Rather than breaking big things into tasks to understand them, we've started with the tasks as our unit of work in the hope they will somehow resolve into something big. This doesn't happen. You can't mash together salami and claim you've got a steak.
The art of working on steak is setting things up so you're not doing all this task chopping. You start with the big thing as your unit of work. Tasks are a by-product, not the input. What you need is to be able to work on one thing in a single contiguous chunk, without the inbuilt need to pause for dependencies:
- Have enough to start: this could be a whole article in itself but this is a brief which makes sense, rules clearly stated and some kind of idea of what the output is.
- Get the obvious prerequisites in place. This is hard, as you need to go from salami mode ("can we try guessing at things until we have the API documentation?") where getting the important prerequisite is just another task, to steak mode ("we shouldn't start this until we have API documentation to work from.") where you understand just how important and urgent that prerequisite is.
- Know who needs to work together on something and make sure they all have time to do so. Also who needs to be available. An example of something effective teams do in steak mode is ask third parties for ways to get instant help with dependencies rather than rely on weekly catchups or slow e-mails.
- A goal that is clear, satisfying and coherent. "When we have finished, we will be able to automatically send new order notifications to this partner". It has to expressed as a key increment. "Complete 35 tickets" is not a goal, it's just more salami.

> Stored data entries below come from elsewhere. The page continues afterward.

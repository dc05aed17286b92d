// SPDX-License-Identifier: MIT OR Apache-2.0
//! nodeforge entry point.

use clap::Parser;
use nodeforge_cli::Args;
use std::process;
use tracing_subscriber::layer::SubscriberExt;
use tracing_subscriber::util::SubscriberInitExt;
use tracing_subscriber::EnvFilter;

fn main() {
    let args = Args::parse();

    // RUST_LOG wins over --log-level
    let env_filter = EnvFilter::try_from_default_env().unwrap_or_else(|_| {
        EnvFilter::try_new(&args.log_level).unwrap_or_else(|_| {
            eprintln!("Invalid log level: {}. Using 'warn' instead.", args.log_level);
            EnvFilter::new("warn")
        })
    });

    // Logs go to stderr so exported graphs can be piped from stdout
    tracing_subscriber::registry()
        .with(env_filter)
        .with(tracing_subscriber::fmt::layer().with_writer(std::io::stderr))
        .init();

    tracing::info!(version = env!("CARGO_PKG_VERSION"), "Starting nodeforge");
    tracing::debug!(?args, "Parsed arguments");

    if let Err(err) = nodeforge_cli::run(&args) {
        tracing::error!("{err}");
        process::exit(1);
    }

    tracing::info!("Completed successfully");
}
use colored::*;

// Simple logging functions
// In a more advanced setup, we might use the `log` crate

pub fn log_info(message: &str) {
    if std::env::var("ZETTEL_DEBUG").is_ok() {
        eprintln!("{} {}", "[INFO]".cyan(), message);
    }
}

pub fn log_error(message: &str) {
    eprintln!("{} {}", "[ERROR]".red().bold(), message);
}
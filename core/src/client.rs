use async_stream::try_stream;
use futures_util::{Stream, StreamExt};
use reqwest::Client;
use tracing::debug;

use crate::config::ZettelConfig;
use crate::errors::{ZettelError, ZettelResult};
use crate::stream::StreamDecoder;
use crate::types::{ChatMessage, ChatRequest, ChatResponse};

/// Client for the chat-completions API
#[derive(Debug, Clone)]
pub struct ChatClient {
    client: Client,
    config: ZettelConfig,
    api_key: String,
}

impl ChatClient {
    /// Create a new chat API client. Fails fast when no API key is
    /// configured, before any network call is attempted.
    pub fn new(config: ZettelConfig) -> ZettelResult<Self> {
        let api_key = config
            .api_key
            .clone()
            .filter(|key| !key.trim().is_empty())
            .ok_or_else(|| {
                ZettelError::ConfigError(
                    "API key is required to initialize the chat client".to_string(),
                )
            })?;

        let client = Client::new();

        Ok(Self {
            client,
            config,
            api_key,
        })
    }

    fn build_request(&self, messages: Vec<ChatMessage>, stream: bool) -> ChatRequest {
        ChatRequest {
            messages,
            model: self.config.model_name().to_string(),
            max_tokens: self.config.max_tokens(),
            stream,
        }
    }

    async fn post(&self, request: &ChatRequest) -> ZettelResult<reqwest::Response> {
        let response = self
            .client
            .post(self.config.api_url())
            .bearer_auth(&self.api_key)
            .json(request)
            .send()
            .await
            .map_err(|e| ZettelError::RequestError(format!("Failed to send request: {}", e)))?;

        let status = response.status();
        if !status.is_success() {
            let error_body = response.text().await.map_err(|e| {
                ZettelError::ResponseError(format!("Failed to read error response: {}", e))
            })?;

            return Err(ZettelError::HttpError {
                status_code: status.as_u16(),
                message: format!("API request failed: {}", error_body),
            });
        }

        Ok(response)
    }

    /// Single-shot completion: send the conversation, return the full
    /// assistant reply once it is ready.
    pub async fn chat(&self, messages: Vec<ChatMessage>) -> ZettelResult<String> {
        let request = self.build_request(messages, false);
        let response = self.post(&request).await?;

        let body = response
            .json::<ChatResponse>()
            .await
            .map_err(|e| ZettelError::ParsingError(format!("Failed to parse response: {}", e)))?;

        body.choices
            .into_iter()
            .next()
            .map(|choice| choice.message.content)
            .ok_or_else(|| ZettelError::ResponseError("No choices in response".to_string()))
    }

    /// Streaming completion: send the conversation and yield each content
    /// fragment of the assistant reply as it arrives, in order.
    ///
    /// The caller drives the stream and may drop it at any point to cancel
    /// the request; nothing is buffered beyond the fragment in flight.
    /// Transport failures and non-success statuses surface as errors on
    /// the stream, never silently.
    pub fn stream_chat(
        &self,
        messages: Vec<ChatMessage>,
    ) -> impl Stream<Item = ZettelResult<String>> + '_ {
        try_stream! {
            let request = self.build_request(messages, true);
            let response = self.post(&request).await?;

            let mut decoder = StreamDecoder::new();
            let mut body = response.bytes_stream();

            while let Some(chunk) = body.next().await {
                let bytes = chunk
                    .map_err(|e| ZettelError::RequestError(format!("Stream read failed: {}", e)))?;
                for fragment in decoder.feed(&bytes)? {
                    yield fragment;
                }
                if decoder.is_done() {
                    break;
                }
            }

            let message = decoder.finish();
            debug!(
                "Stream complete: {} characters of {} content",
                message.content.len(),
                message.role
            );
        }
    }
}
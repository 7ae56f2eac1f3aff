use std::collections::HashMap;
use std::path::{Path, PathBuf};

use async_trait::async_trait;
use tokio::fs;
use tokio::io::AsyncWriteExt;

use crate::errors::{ZettelError, ZettelResult};

/// Read-side seam over the note store. Notes are identified by name
/// (file stem); each note has textual content, at most one outgoing
/// link to its parent note, and an ordered list of tags.
#[async_trait]
pub trait NoteStore: Send + Sync {
    /// Full text content of the note
    async fn read_content(&self, note: &str) -> ZettelResult<String>;

    /// Target of the note's first outgoing link, if any
    async fn parent_link(&self, note: &str) -> ZettelResult<Option<String>>;

    /// Tags attached to the note, in order of appearance
    async fn tags(&self, note: &str) -> ZettelResult<Vec<String>>;
}

/// Extract the target of the first `[[wikilink]]` in a note body.
/// An alias segment (`[[target|alias]]`) is stripped.
pub fn first_link(content: &str) -> Option<String> {
    let start = content.find("[[")?;
    let rest = &content[start + 2..];
    let end = rest.find("]]")?;
    let inner = &rest[..end];
    let target = inner.split('|').next().unwrap_or(inner).trim();
    if target.is_empty() {
        None
    } else {
        Some(target.to_string())
    }
}

/// Extract `#tag` tokens from a note body, in order of appearance.
pub fn extract_tags(content: &str) -> Vec<String> {
    let mut tags = Vec::new();
    for word in content.split_whitespace() {
        if let Some(name) = word.strip_prefix('#') {
            let name: String = name
                .chars()
                .take_while(|c| c.is_alphanumeric() || matches!(c, '_' | '-' | '/'))
                .collect();
            if !name.is_empty() {
                tags.push(format!("#{}", name));
            }
        }
    }
    tags
}

/// Filesystem-backed note store: a directory of `<name>.md` files.
#[derive(Debug, Clone)]
pub struct FsVault {
    root: PathBuf,
}

impl FsVault {
    pub fn new(root: impl Into<PathBuf>) -> Self {
        Self { root: root.into() }
    }

    pub fn root(&self) -> &Path {
        &self.root
    }

    /// Path of a note file inside the vault
    pub fn note_path(&self, note: &str) -> PathBuf {
        self.root.join(format!("{}.md", note))
    }

    pub fn note_exists(&self, note: &str) -> bool {
        self.note_path(note).exists()
    }

    /// Create a new note with the given content. Fails if the note
    /// already exists, so an existing answer is never clobbered.
    pub async fn create_note(&self, note: &str, content: &str) -> ZettelResult<PathBuf> {
        let path = self.note_path(note);
        if path.exists() {
            return Err(ZettelError::VaultError(format!(
                "Note already exists: {}",
                path.display()
            )));
        }
        if let Some(parent) = path.parent() {
            fs::create_dir_all(parent).await?;
        }
        fs::write(&path, content).await?;
        Ok(path)
    }

    /// Append a piece of text to an existing note
    pub async fn append(&self, note: &str, text: &str) -> ZettelResult<()> {
        let path = self.note_path(note);
        let mut file = fs::OpenOptions::new()
            .append(true)
            .open(&path)
            .await
            .map_err(|_| ZettelError::NoteNotFound(note.to_string()))?;
        file.write_all(text.as_bytes()).await?;
        Ok(())
    }

    async fn read(&self, note: &str) -> ZettelResult<String> {
        fs::read_to_string(self.note_path(note))
            .await
            .map_err(|_| ZettelError::NoteNotFound(note.to_string()))
    }
}

#[async_trait]
impl NoteStore for FsVault {
    async fn read_content(&self, note: &str) -> ZettelResult<String> {
        self.read(note).await
    }

    async fn parent_link(&self, note: &str) -> ZettelResult<Option<String>> {
        Ok(first_link(&self.read(note).await?))
    }

    async fn tags(&self, note: &str) -> ZettelResult<Vec<String>> {
        Ok(extract_tags(&self.read(note).await?))
    }
}

/// In-memory note store, useful for tests and embedding hosts that keep
/// their own index.
#[derive(Debug, Default)]
pub struct MemoryVault {
    notes: HashMap<String, MemoryNote>,
}

#[derive(Debug, Clone, Default)]
pub struct MemoryNote {
    pub content: String,
    pub parent: Option<String>,
    pub tags: Vec<String>,
}

impl MemoryVault {
    pub fn new() -> Self {
        Self::default()
    }

    pub fn insert(&mut self, name: &str, note: MemoryNote) {
        self.notes.insert(name.to_string(), note);
    }

    fn get(&self, note: &str) -> ZettelResult<&MemoryNote> {
        self.notes
            .get(note)
            .ok_or_else(|| ZettelError::NoteNotFound(note.to_string()))
    }
}

#[async_trait]
impl NoteStore for MemoryVault {
    async fn read_content(&self, note: &str) -> ZettelResult<String> {
        Ok(self.get(note)?.content.clone())
    }

    async fn parent_link(&self, note: &str) -> ZettelResult<Option<String>> {
        Ok(self.get(note)?.parent.clone())
    }

    async fn tags(&self, note: &str) -> ZettelResult<Vec<String>> {
        Ok(self.get(note)?.tags.clone())
    }
}

#[cfg(test)]
mod tests {
    use super::*;
    use tempfile::tempdir;

    #[test]
    fn first_link_finds_target() {
        assert_eq!(first_link("see [[other-note]] for more"), Some("other-note".to_string()));
        assert_eq!(first_link("[[a|alias]] [[b]]"), Some("a".to_string()));
        assert_eq!(first_link("no links here"), None);
        assert_eq!(first_link("broken [[link"), None);
    }

    #[test]
    fn extract_tags_keeps_order() {
        let body = "#chat question about rust #answer\nbody text #follow-up";
        assert_eq!(extract_tags(body), vec!["#chat", "#answer", "#follow-up"]);
    }

    #[test]
    fn extract_tags_ignores_bare_hash() {
        assert_eq!(extract_tags("# heading\ntext"), Vec::<String>::new());
    }

    #[tokio::test]
    async fn fs_vault_reads_links_and_tags() {
        let dir = tempdir().unwrap();
        let vault = FsVault::new(dir.path());
        vault
            .create_note("child", "[[parent]] #chat #answer\n\n## Notes:\nhello")
            .await
            .unwrap();

        assert_eq!(
            vault.parent_link("child").await.unwrap(),
            Some("parent".to_string())
        );
        assert_eq!(vault.tags("child").await.unwrap(), vec!["#chat", "#answer"]);
        assert!(vault.read_content("child").await.unwrap().contains("hello"));
    }

    #[tokio::test]
    async fn fs_vault_missing_note_is_not_found() {
        let dir = tempdir().unwrap();
        let vault = FsVault::new(dir.path());
        match vault.read_content("ghost").await {
            Err(ZettelError::NoteNotFound(name)) => assert_eq!(name, "ghost"),
            other => panic!("expected NoteNotFound, got {:?}", other),
        }
    }

    #[tokio::test]
    async fn fs_vault_create_refuses_overwrite() {
        let dir = tempdir().unwrap();
        let vault = FsVault::new(dir.path());
        vault.create_note("note", "first").await.unwrap();
        assert!(vault.create_note("note", "second").await.is_err());
    }

    #[tokio::test]
    async fn fs_vault_append_extends_content() {
        let dir = tempdir().unwrap();
        let vault = FsVault::new(dir.path());
        vault.create_note("note", "start").await.unwrap();
        vault.append("note", " more").await.unwrap();
        assert_eq!(vault.read_content("note").await.unwrap(), "start more");
    }
}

- Expectations on what the team is doing and - more importantly - not doing. I find the easiest way is to set expectations on when "this" and "other things" will happen: "we will be working on review notifications Monday to Wednesday, the design reviews and any planning meetings for Project Topaz will need to be Thursday or Friday".

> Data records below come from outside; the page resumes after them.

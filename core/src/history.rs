use std::collections::HashSet;

use tracing::debug;

use crate::config::ZettelConfig;
use crate::errors::{ZettelError, ZettelResult};
use crate::types::{roles, ChatMessage};
use crate::vault::NoteStore;

/// Vault conventions the resolver needs, lifted out of the full config
#[derive(Debug, Clone)]
pub struct HistoryOptions {
    pub system_prompt: String,
    pub notes_heading: String,
    pub answer_tag: String,
    pub max_depth: usize,
}

impl HistoryOptions {
    pub fn from_config(config: &ZettelConfig) -> Self {
        Self {
            system_prompt: config.system_prompt().to_string(),
            notes_heading: config.notes_heading().to_string(),
            answer_tag: config.answer_tag().to_string(),
            max_depth: config.max_chain_depth(),
        }
    }
}

/// Extract a note's conversational payload: everything after the first
/// occurrence of the notes heading. Absent heading means empty payload.
pub fn extract_payload(content: &str, heading: &str) -> String {
    match content.find(heading) {
        Some(idx) => {
            let mut rest = &content[idx + heading.len()..];
            rest = rest.strip_prefix('\r').unwrap_or(rest);
            rest = rest.strip_prefix('\n').unwrap_or(rest);
            rest.to_string()
        }
        None => String::new(),
    }
}

/// Reconstruct the conversation leading up to `note` by walking its
/// parent links, oldest turn first. The result always starts with a
/// single synthetic system turn; the root note is the first user turn.
///
/// The walk is iterative with a visited set and a depth cap, so a
/// malformed cyclic link chain fails with an error instead of hanging.
pub async fn resolve_history(
    store: &dyn NoteStore,
    note: &str,
    opts: &HistoryOptions,
) -> ZettelResult<Vec<ChatMessage>> {
    let mut visited: HashSet<String> = HashSet::new();
    let mut chain: Vec<ChatMessage> = Vec::new();
    let mut current = note.to_string();

    loop {
        if !visited.insert(current.clone()) {
            return Err(ZettelError::CycleDetected(current));
        }
        if chain.len() >= opts.max_depth {
            return Err(ZettelError::ChainTooDeep(opts.max_depth));
        }

        let content = store.read_content(&current).await?;
        let payload = extract_payload(&content, &opts.notes_heading);
        let parent = store.parent_link(&current).await?;

        // The conversation root is always the opening user turn; for
        // every later note the role comes from its tags.
        let role = match parent {
            Some(_) => {
                let tags = store.tags(&current).await?;
                if tags.iter().any(|t| t == &opts.answer_tag) {
                    roles::ASSISTANT
                } else {
                    roles::USER
                }
            }
            None => roles::USER,
        };
        debug!("Resolved turn from note '{}' as {}", current, role);

        chain.push(ChatMessage {
            role: role.to_string(),
            content: payload,
        });

        match parent {
            Some(next) => current = next,
            None => break,
        }
    }

    let mut messages = vec![ChatMessage::system(opts.system_prompt.clone())];
    messages.extend(chain.into_iter().rev());
    Ok(messages)
}
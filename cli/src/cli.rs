use clap::{Parser, Subcommand};
use std::path::PathBuf;

/// Thread markdown notes into a conversation and stream chat answers
/// back into the vault
#[derive(Parser, Debug)]
#[command(author, version, about, long_about = None)]
pub struct Args {
    /// Path to the vault (a directory of markdown notes)
    #[arg(long, default_value = ".")]
    pub vault: PathBuf,

    /// Path to the config file (defaults to ~/.config/zettel/config.toml)
    #[arg(long)]
    pub config: Option<PathBuf>,

    /// API key override (falls back to config file, then OPENAI_API_KEY)
    #[arg(long, env = "OPENAI_API_KEY", hide_env_values = true)]
    pub api_key: Option<String>,

    /// Model override
    #[arg(long)]
    pub model: Option<String>,

    /// Enable verbose output
    #[arg(short, long, default_value_t = false)]
    pub verbose: bool,

    #[command(subcommand)]
    pub command: Command,
}

#[derive(Subcommand, Debug)]
pub enum Command {
    /// Generate a streamed answer note for a question note
    Ask {
        /// Name of the question note (file stem, without .md)
        note: String,
    },
    /// Create a new question note, optionally linked to a parent note
    New {
        /// Name for the new note
        name: String,

        /// Parent note to continue the conversation from
        #[arg(long)]
        parent: Option<String>,
    },
    /// Print the resolved conversation history for a note
    History {
        /// Name of the note to resolve
        note: String,
    },
}
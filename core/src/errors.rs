use thiserror::Error;

/// ZettelGPT core errors
#[derive(Error, Debug)]
pub enum ZettelError {
    #[error("Configuration Error: {0}")]
    ConfigError(String),

    #[error("Vault Error: {0}")]
    VaultError(String),

    #[error("Note not found: {0}")]
    NoteNotFound(String),

    #[error("Link cycle detected at note: {0}")]
    CycleDetected(String),

    #[error("Conversation chain exceeds maximum depth of {0}")]
    ChainTooDeep(usize),

    #[error("Request Error: {0}")]
    RequestError(String),

    #[error("Response Error: {0}")]
    ResponseError(String),

    #[error("Parsing Error: {0}")]
    ParsingError(String),

    #[error("HTTP Error: {status_code} - {message}")]
    HttpError { status_code: u16, message: String },

    #[error(transparent)]
    ReqwestError(#[from] reqwest::Error),

    #[error(transparent)]
    SerdeError(#[from] serde_json::Error),

    #[error(transparent)]
    IoError(#[from] std::io::Error),
}

/// Result type for core operations
pub type ZettelResult<T> = Result<T, ZettelError>;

Old-school scrum practitioners will find a lot of familiar tenets there, and I think the core idea of getting everyone who needs to collaborate together to work on one coherent thing is pretty similar. (Ironic therefore that much of the current trend to salami-style working has come from fumbling attempts to adopt "agile", mostly by treating it as a week-packing approach rather than a feedback-handling approach)

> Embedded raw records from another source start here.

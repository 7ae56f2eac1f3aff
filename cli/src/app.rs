use std::collections::HashMap;
use std::io::{self, Write};
use std::time::Duration;

use anyhow::{Context, Result};
use colored::*;
use futures_util::{pin_mut, StreamExt};
use indicatif::{ProgressBar, ProgressStyle};
use log::{debug, info};

use zettel_core::{
    resolve_history, roles, ChatClient, FsVault, HistoryOptions, ZettelConfig,
};

use crate::template::{self, DEFAULT_ANSWER_TEMPLATE, DEFAULT_QUESTION_TEMPLATE};

/// Generate a streamed answer for the given question note: resolve the
/// conversation chain, create the answer note from the template, then
/// append each reply fragment to it as it arrives.
pub async fn generate_answer(vault: &FsVault, config: &ZettelConfig, note: &str) -> Result<()> {
    // Fail on a missing API key before touching the vault or the network
    let client = ChatClient::new(config.clone()).context("Chat client setup failed")?;

    let opts = HistoryOptions::from_config(config);
    let history = resolve_history(vault, note, &opts)
        .await
        .with_context(|| format!("Failed to resolve conversation history for '{}'", note))?;
    info!(
        "Resolved {} turns of history for note '{}'",
        history.len(),
        note
    );

    let answer_name = format!("{}-answer", note);
    let template_content = load_template(vault, "Answer")
        .await
        .unwrap_or_else(|| DEFAULT_ANSWER_TEMPLATE.to_string());

    let mut metadata = HashMap::new();
    metadata.insert("title", answer_name.clone());
    metadata.insert("linked_note", note.to_string());
    let initial_content = template::render(&template_content, &metadata);

    let answer_path = vault
        .create_note(&answer_name, &initial_content)
        .await
        .with_context(|| format!("Failed to create answer note '{}'", answer_name))?;
    debug!("Created answer note at {}", answer_path.display());

    // Display a spinner until the first fragment arrives
    let spinner = ProgressBar::new_spinner();
    spinner.set_style(
        ProgressStyle::default_spinner()
            .tick_chars("⠋⠙⠹⠸⠼⠴⠦⠧⠇⠏")
            .template("{spinner} {msg}")
            .unwrap(),
    );
    spinner.set_message("Waiting for answer...");
    spinner.enable_steady_tick(Duration::from_millis(120));

    let stream = client.stream_chat(history);
    pin_mut!(stream);

    let mut received_any = false;
    while let Some(next) = stream.next().await {
        match next {
            Ok(fragment) => {
                if !received_any {
                    spinner.finish_and_clear();
                    received_any = true;
                }
                vault
                    .append(&answer_name, &fragment)
                    .await
                    .context("Failed to append fragment to answer note")?;
                print!("{}", fragment);
                io::stdout().flush().ok();
            }
            Err(e) => {
                spinner.finish_and_clear();
                return Err(e).with_context(|| {
                    format!(
                        "Streaming failed; partial answer kept in {}",
                        answer_path.display()
                    )
                });
            }
        }
    }
    spinner.finish_and_clear();
    println!();
    println!(
        "{} {}",
        "Answer written to".green(),
        answer_path.display()
    );

    Ok(())
}

/// Create a new question note, optionally linked to a parent note so the
/// conversation continues from there.
pub async fn new_question(
    vault: &FsVault,
    _config: &ZettelConfig,
    name: &str,
    parent: Option<&str>,
) -> Result<()> {
    if let Some(parent) = parent {
        if !vault.note_exists(parent) {
            anyhow::bail!("Parent note '{}' does not exist in the vault", parent);
        }
    }

    let template_content = load_template(vault, "Question")
        .await
        .unwrap_or_else(|| DEFAULT_QUESTION_TEMPLATE.to_string());

    let mut metadata = HashMap::new();
    metadata.insert("title", name.to_string());
    metadata.insert(
        "linked_note",
        parent.map(|p| format!("[[{}]] ", p)).unwrap_or_default(),
    );
    let content = template::render(&template_content, &metadata);

    let path = vault
        .create_note(name, &content)
        .await
        .with_context(|| format!("Failed to create question note '{}'", name))?;
    println!(
        "{} {}",
        "Question note created at".green(),
        path.display()
    );

    Ok(())
}

/// Print the resolved conversation history for a note, oldest turn first.
pub async fn show_history(vault: &FsVault, config: &ZettelConfig, note: &str) -> Result<()> {
    let opts = HistoryOptions::from_config(config);
    let history = resolve_history(vault, note, &opts)
        .await
        .with_context(|| format!("Failed to resolve conversation history for '{}'", note))?;

    for turn in &history {
        let label = match turn.role.as_str() {
            roles::SYSTEM => "System".yellow().bold(),
            roles::ASSISTANT => "Assistant".blue().bold(),
            _ => "You".green().bold(),
        };
        println!("{}: {}", label, turn.content.trim_end());
    }

    Ok(())
}

/// Load a template note from `<vault>/Templates/<name>.md`, if present.
async fn load_template(vault: &FsVault, name: &str) -> Option<String> {
    let path = vault.root().join("Templates").join(format!("{}.md", name));
    tokio::fs::read_to_string(path).await.ok()
}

The reason for doing this? It's effective. A good team running in large-chunk mode can finish something in the time most salami-slice teams spend on endless meetings to re-contextualise. They need to use disciplines like Toyota-style inspection and resolution of problems on the spot rather than letting them drag on as an endless source of yet more salami for the pile. Most importantly, you find yourself finishing things during the working day rather than sitting up at 10pm still starting yet more tiny slices of work that never lead to anything satisfyingly done.